Figure 6: 14-3-3ζ-deficient platelets demonstrate sustained metabolic ATP following potent activation.

(a) Washed platelets (1 × 10⁸ ml⁻¹) were isolated from 14-3-3ζ-wt (black symbols) or 14-3-3ζ-deficient (14-3-3ζ-null) (white symbols). Where indicated (squares), platelets were pre-incubated with oligomycin (1 μM), prior to stimulation. Metabolic ATP was extracted and quantified in unstimulated (Resting) and stimulated platelets with a mix of CRP (0.25 μg ml⁻¹) and thrombin (0.5 U ml⁻¹) for up to 1,800 s as described in ‘Methods’ section. Results are expressed as the percentage (%) change in ATP compared with resting control levels over the indicated times, and represent the mean±s.e.m. (n=4).
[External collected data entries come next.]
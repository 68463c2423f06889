/// The step function: advances every alien by one tick.
///
/// Processing order, per alien in spawn order:
///   1. Flash expiry: a matched alien whose flash has run out is dropped
///   2. Motion: y += speed, angle += angular_velocity
///   3. Bottom boundary: an alien whose new y reaches `height - miss_threshold`
///      is dropped and reported as a miss
///
/// The step takes the alien list by value and returns the next one. The
/// only side channel is the returned event list; clearing the input buffer
/// on a miss is the caller's job.

use crate::domain::alien::Alien;
use super::event::GameEvent;

pub struct StepOutcome {
    pub aliens: Vec<Alien>,
    /// One `Missed` per alien that crossed the bottom this tick.
    pub events: Vec<GameEvent>,
}

impl StepOutcome {
    pub fn missed(&self) -> bool {
        self.events.iter().any(|e| matches!(e, GameEvent::Missed { .. }))
    }
}

pub fn step(aliens: Vec<Alien>, now: f64, height: f32, miss_threshold: f32) -> StepOutcome {
    let floor = height - miss_threshold;
    let mut events = Vec::new();

    let aliens = aliens.into_iter()
        .filter_map(|mut a| {
            if a.flash_until.map_or(false, |t| now > t) {
                return None;
            }

            a.y += a.speed;
            a.angle += a.angular_velocity;

            if a.y < floor {
                Some(a)
            } else {
                events.push(GameEvent::Missed { id: a.id, code: a.code });
                None
            }
        })
        .collect();

    StepOutcome { aliens, events }
}

#[cfg(test)]
mod tests {
    use super::*;
    use crate::domain::alien::AlienId;

    fn alien(id: u64, code: &str, y: f32, speed: f32) -> Alien {
        Alien {
            id: AlienId(id),
            code: code.to_string(),
            x: 10.0,
            y,
            speed,
            angle: 0.0,
            angular_velocity: 0.02,
            flash_until: None,
        }
    }

    #[test]
    fn advances_position_and_angle() {
        let out = step(vec![alien(0, "for", 0.0, 1.5)], 0.0, 800.0, 20.0);
        assert!(out.events.is_empty());
        assert_eq!(out.aliens.len(), 1);
        assert_eq!(out.aliens[0].y, 1.5);
        assert!((out.aliens[0].angle - 0.02).abs() < 1e-6);
    }

    #[test]
    fn zero_motion_is_identity() {
        let mut a = alien(0, "for", 42.0, 0.0);
        a.angular_velocity = 0.0;
        let input = vec![a, { let mut b = alien(1, "if", 7.0, 0.0); b.angular_velocity = 0.0; b }];
        let once = step(input.clone(), 10.0, 800.0, 20.0);
        let twice = step(once.aliens, 10.0, 800.0, 20.0);
        assert_eq!(twice.aliens, input);
        assert!(twice.events.is_empty());
    }

    #[test]
    fn boundary_keep_then_miss() {
        // 779.0 + 0.5 = 779.5 < 780 keeps it; the next tick lands on 780.
        let first = step(vec![alien(3, "while", 779.0, 0.5)], 0.0, 800.0, 20.0);
        assert_eq!(first.aliens.len(), 1);
        assert!(!first.missed());

        let second = step(first.aliens, 16.0, 800.0, 20.0);
        assert!(second.aliens.is_empty());
        assert_eq!(second.events, vec![GameEvent::Missed { id: AlienId(3), code: "while".into() }]);
    }

    #[test]
    fn one_miss_event_per_alien() {
        let aliens = vec![
            alien(0, "for", 779.0, 5.0),
            alien(1, "if", 10.0, 1.5),
            alien(2, "for", 779.5, 5.0),
        ];
        let out = step(aliens, 0.0, 800.0, 20.0);
        assert_eq!(out.aliens.len(), 1);
        assert_eq!(out.aliens[0].id, AlienId(1));
        assert_eq!(out.events.len(), 2);
    }

    #[test]
    fn expired_flash_is_dropped_silently() {
        let mut a = alien(0, "for", 100.0, 1.5);
        a.flash_until = Some(150.0);

        let during = step(vec![a], 150.0, 800.0, 20.0);
        assert_eq!(during.aliens.len(), 1, "still visible at the expiry instant");

        let after = step(during.aliens, 151.0, 800.0, 20.0);
        assert!(after.aliens.is_empty());
        assert!(after.events.is_empty());
    }

    #[test]
    fn preserves_spawn_order() {
        let aliens = (0..5).map(|i| alien(i, "x", i as f32, 1.0)).collect();
        let out = step(aliens, 0.0, 800.0, 20.0);
        let ids: Vec<u64> = out.aliens.iter().map(|a| a.id.0).collect();
        assert_eq!(ids, [0, 1, 2, 3, 4]);
    }

    #[test]
    fn slow_alien_survives_a_hundred_ticks() {
        let mut aliens = vec![alien(0, "while", 0.0, 1.5)];
        for t in 0..100 {
            let out = step(aliens, t as f64 * 16.0, 800.0, 20.0);
            assert!(out.events.is_empty());
            aliens = out.aliens;
        }
        assert_eq!(aliens.len(), 1);
        assert!((aliens[0].y - 150.0).abs() < 1e-3);
    }
}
A two-way ANOVA was used to determine statistical difference between 14-3-3ζ-wt and 14-3-3ζ-null platelets (^NSP>0.05; *P<0.05). (b,c) Western blot analysis of phospho-AMPK in 14-3-3ζ-wt and 14-3-3ζ-null platelets: Washed platelets (3 × 10⁸ ml⁻¹) were isolated from 14-3-3ζ-wt and 14-3-3ζ-null mice and activated with CRP/thrombin (0.25 μg ml⁻¹, 1 U ml⁻¹). After activation, platelets were lysed using RIPA buffer. Platelet lysates were analysed by western blot analysis of phospho-AMPK protein using a phosphospecific antibody (40H9). The western blot in b is taken from one representative of three independent experiments. Total β-actin was used as a loading control, and quantification of phospho-AMPK signal was expressed as a ratio of protein loading (c, mean±s.e.m., n=3), using LICOR technology. A Student’s t-test was used to determine statistical difference between 14-3-3ζ-wt and 14-3-3ζ-null platelets (*P<0.05). Where appropriate, results were analysed using either unpaired Student’s t-test, two-way ANOVA with Tukey’s post hoc testing.